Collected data
◇ ◇ ◇ ◇ ◇ ◇ ◇
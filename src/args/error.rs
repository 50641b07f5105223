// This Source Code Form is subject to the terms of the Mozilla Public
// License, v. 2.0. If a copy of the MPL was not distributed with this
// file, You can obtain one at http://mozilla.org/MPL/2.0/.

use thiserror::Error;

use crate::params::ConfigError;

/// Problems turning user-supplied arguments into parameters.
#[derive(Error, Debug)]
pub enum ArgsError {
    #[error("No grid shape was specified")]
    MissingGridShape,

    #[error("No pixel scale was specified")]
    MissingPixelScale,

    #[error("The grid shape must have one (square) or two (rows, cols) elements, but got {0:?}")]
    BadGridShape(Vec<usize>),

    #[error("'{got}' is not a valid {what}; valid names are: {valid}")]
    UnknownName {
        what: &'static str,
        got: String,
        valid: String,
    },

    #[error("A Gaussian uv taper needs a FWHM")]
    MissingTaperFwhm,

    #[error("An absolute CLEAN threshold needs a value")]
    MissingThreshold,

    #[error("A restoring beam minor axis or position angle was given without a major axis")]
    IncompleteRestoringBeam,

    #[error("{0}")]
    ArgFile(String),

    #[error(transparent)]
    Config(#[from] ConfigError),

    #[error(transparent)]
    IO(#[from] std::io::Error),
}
◇ ◇ ◇ ◇ ◇ ◇ ◇
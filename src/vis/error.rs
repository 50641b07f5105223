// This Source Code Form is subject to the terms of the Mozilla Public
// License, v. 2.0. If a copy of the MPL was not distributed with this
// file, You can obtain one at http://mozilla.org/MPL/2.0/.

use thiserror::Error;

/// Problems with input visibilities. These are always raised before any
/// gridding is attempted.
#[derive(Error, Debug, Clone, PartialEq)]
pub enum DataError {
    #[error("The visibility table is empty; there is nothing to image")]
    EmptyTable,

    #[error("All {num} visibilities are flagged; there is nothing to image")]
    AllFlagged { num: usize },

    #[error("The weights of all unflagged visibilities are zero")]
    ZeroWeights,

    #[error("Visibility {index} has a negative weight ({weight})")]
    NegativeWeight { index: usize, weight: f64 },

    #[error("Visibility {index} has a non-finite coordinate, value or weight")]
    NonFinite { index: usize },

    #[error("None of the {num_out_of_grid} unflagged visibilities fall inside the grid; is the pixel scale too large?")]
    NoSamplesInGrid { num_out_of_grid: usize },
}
◇ ◇ ◇ ◇ ◇ ◇ ◇
Exercise instructions: Compute the number of lines in the records that contain the string "nothing", and return that number alone.

Solution: 2